LPG (%) = (P _LPG -P ₁ ) / (P _LPG -P _DME ) × 100 (3)

  Further, the DME mixing ratio DME (%) can be obtained by substituting the LPG mixing ratio LPG (%) obtained by the expression (3) into the following expression (4).

  DME (%) = 100-LPG (%) (4)

  As described above, according to the bi-fuel engine according to the fourth embodiment, the fuel tank for storing LPG and DME is shared, and the LPG / DME mixed tank 11 can be used to reduce the vehicle weight. As a result, the manufacturing cost can be reduced, and the deterioration of the vehicle performance can be suppressed. Further, by applying the present invention having a simple configuration, a flexible bi-fuel engine vehicle that can use both LPG and DME fuels can be constructed, so that options for refueling are expanded.

  Furthermore, since the mixing ratio of LPG and DME can be measured using the fuel pressurizing pump 24 that is essential for supplying fuel to the engine 10, no dedicated parts for measuring the mixing ratio are required, and the above-described second embodiment or A significant cost reduction can be achieved with respect to the third embodiment.

  FIG. 13 is a schematic view showing a main part of a bi-fuel engine according to Embodiment 5 of the present invention, FIG. 14 is a flowchart showing a control method of the bi-fuel engine, and FIG. 15 is a mixture ratio of LPG and a cetane number improver.
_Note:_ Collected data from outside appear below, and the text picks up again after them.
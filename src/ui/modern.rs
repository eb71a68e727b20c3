//! Full-screen TUI mode for watching the race live.
//!
//! One progress gauge per participant, the race phase in the header and the
//! key bindings in the footer. The event loop uses `tokio::select!` to
//! handle:
//! - User keyboard input (space to start/pause, r to reset, q/ESC to quit)
//! - A frame tick while the race is running, which redraws the gauges and
//!   reaps runs that crossed the finish line

use crate::race::{RaceController, RacePhase};
use crate::ui::styles::RaceStyles;
use crate::ui::{gauge_ratio, progress_label};
use crossterm::{
    event::{Event, KeyCode},
    execute,
    terminal::{EnterAlternateScreen, LeaveAlternateScreen, disable_raw_mode, enable_raw_mode},
};
use ratatui::{
    Terminal,
    backend::CrosstermBackend,
    layout::{Constraint, Layout},
    widgets::{Block, Gauge, Paragraph},
};
use std::io;
use std::thread;
use std::time::Duration;
use tokio::sync::mpsc;

/// How often the gauges are redrawn while the race advances.
const FRAME_INTERVAL: Duration = Duration::from_millis(50);

/// Display the race in modern TUI mode until the user quits.
pub async fn display_race_modern(
    mut race: RaceController,
) -> Result<(), Box<dyn std::error::Error + Send + Sync>> {
    enable_raw_mode().map_err(to_boxed_err)?;
    let mut stdout = io::stdout();
    execute!(stdout, EnterAlternateScreen).map_err(to_boxed_err)?;
    let backend = CrosstermBackend::new(stdout);
    let mut terminal = Terminal::new(backend).map_err(to_boxed_err)?;
    let styles = RaceStyles::default();

    // Single background thread to poll for crossterm events and forward them
    // to the async runtime via `event_rx`. Use try_send so the thread can
    // exit when the receiver is closed.
    let (event_tx, mut event_rx) = mpsc::channel(32);
    thread::spawn(move || {
        loop {
            match crossterm::event::poll(Duration::from_millis(100)) {
                Ok(true) => match crossterm::event::read() {
                    Ok(ev) => {
                        if event_tx.try_send(ev).is_err() {
                            break;
                        }
                    }
                    Err(_) => {
                        // ignore and continue polling
                    }
                },
                Ok(false) => {
                    // timeout, continue
                }
                Err(_) => {
                    // on error, sleep a bit to avoid a busy loop
                    thread::sleep(Duration::from_millis(100));
                }
            }
        }
    });

    let mut should_exit = false;
    while !should_exit {
        draw(&mut terminal, &race, &styles)?;

        tokio::select! {
            biased;

            // User keyboard input
            maybe_event = event_rx.recv() => {
                match maybe_event {
                    Some(event) => process_event(event, &mut race, &mut should_exit).await,
                    // Event channel closed -> exit gracefully
                    None => should_exit = true,
                }
            }

            // Frame tick; only armed while the race advances
            _ = async {
                if race.phase() == RacePhase::Running {
                    tokio::time::sleep(FRAME_INTERVAL).await;
                } else {
                    futures_util::future::pending::<()>().await;
                }
            } => {
                race.reap_finished().await;
            }
        }
    }

    // Stop any run still going before giving the terminal back.
    race.pause().await;
    disable_raw_mode().map_err(to_boxed_err)?;
    execute!(io::stdout(), LeaveAlternateScreen).map_err(to_boxed_err)?;
    Ok(())
}

/// Handle user input events (keyboard)
async fn process_event(event: Event, race: &mut RaceController, should_exit: &mut bool) {
    if let Event::Key(key) = event {
        match key.code {
            KeyCode::Char('q') | KeyCode::Esc => {
                *should_exit = true;
            }
            KeyCode::Char('c')
                if key
                    .modifiers
                    .contains(crossterm::event::KeyModifiers::CONTROL) =>
            {
                *should_exit = true;
            }
            KeyCode::Char(' ') => race.toggle().await,
            KeyCode::Char('r') => race.reset().await,
            _ => {}
        }
    }
}

fn draw<B: ratatui::backend::Backend>(
    terminal: &mut Terminal<B>,
    race: &RaceController,
    styles: &RaceStyles,
) -> Result<(), Box<dyn std::error::Error + Send + Sync>> {
    terminal
        .draw(|frame| {
            let mut constraints = vec![Constraint::Length(1)];
            constraints.extend(
                std::iter::repeat(Constraint::Length(3)).take(race.participants().len()),
            );
            constraints.push(Constraint::Min(0));
            constraints.push(Constraint::Length(1));
            let rows = Layout::vertical(constraints).split(frame.area());

            let header = format!("Race Tracker [{}]", phase_label(race.phase()));
            frame.render_widget(Paragraph::new(header).style(styles.header), rows[0]);

            for (i, participant) in race.participants().iter().enumerate() {
                let style = if participant.is_finished() {
                    styles.finished
                } else {
                    styles.gauge
                };
                let gauge = Gauge::default()
                    .block(Block::bordered().title(participant.name().to_string()))
                    .gauge_style(style)
                    .ratio(gauge_ratio(participant))
                    .label(progress_label(participant));
                frame.render_widget(gauge, rows[i + 1]);
            }

            frame.render_widget(
                Paragraph::new("space start/pause   r reset   q quit").style(styles.help),
                rows[rows.len() - 1],
            );
        })
        .map_err(to_boxed_err)?;
    Ok(())
}

fn phase_label(phase: RacePhase) -> &'static str {
    match phase {
        RacePhase::Idle => "press space to start",
        RacePhase::Running => "running",
        RacePhase::Paused => "paused",
        RacePhase::Finished => "finished",
    }
}

fn to_boxed_err<E: std::error::Error + Send + Sync + 'static>(
    e: E,
) -> Box<dyn std::error::Error + Send + Sync> {
    Box::new(e)
}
FIG. 16 is a map showing the relationship between the DME mixing ratio and the fuel injection amount correction ratio.

  As shown in FIG. 13, in the fifth embodiment, a mixing ratio sensor 15 is provided in the LPG / DME mixing tank 11 and mixing from the mixing ratio sensor 15 is performed in order to improve the cetane number of LPG to a cetane number equivalent to DME. A cetane number improver addition device 40 for adding a predetermined amount of cetane number improver to the LPG / DME mixing tank 11 according to the ratio signal is provided.

  The cetane number improver addition device 40 can be configured by a known technique. Moreover, as a cetane number improver, nitrate ester, nitrite ester, an organic peroxide, and a nitro compound can be used, for example.

  A mixing ratio signal from the mixing ratio sensor 15 is input to the ECU 16. Further, in order to add the cetane number improver to the LPG / DME mixed tank 11, a cetane number improver addition signal is output from the ECU 16 to the cetane number improver addition device 40.

  In the fifth embodiment, a diesel engine is used as the engine 10. A fuel injection amount control signal is output from the ECU 16 to the fuel pump 24 and the injector 10a of the diesel engine 10. In addition, the code | symbol 10b has shown the intake pipe.

  Next, a method for controlling the diesel engine 10 will be described based on FIG. 14 with reference to FIGS. As shown in FIG. 14, first, when necessary, the mixing ratio sensor 15 measures the mixing ratio of LPG and DME in the LPG / DME mixing tank 11 (step S20), and inputs the mixing ratio signal to the ECU 16. For example, it is assumed that X (%) is measured as the mixing ratio of LPG. At this time, the mixing ratio of DME is (100-X) (%). In the following drawings, this mixing ratio is simply referred to as “ratio”.

  Next, the optimum cetane number for ignition is calculated by the ECU 16 from the measured mixing ratio, and the addition amount Yc of the cetane number improver to improve the cetane number of LPG to a cetane number equivalent to DME is shown in FIG. It calculates with the map shown and the following formula | equation (5) (step S21). The map shown in FIG. 15 is obtained in advance through experiments or the like.

Yc = α · X / 100 (5)
Here, α is the addition amount of the cetane number improver when the mixing ratio of LPG is 100%, and is obtained in advance by experiments or the like.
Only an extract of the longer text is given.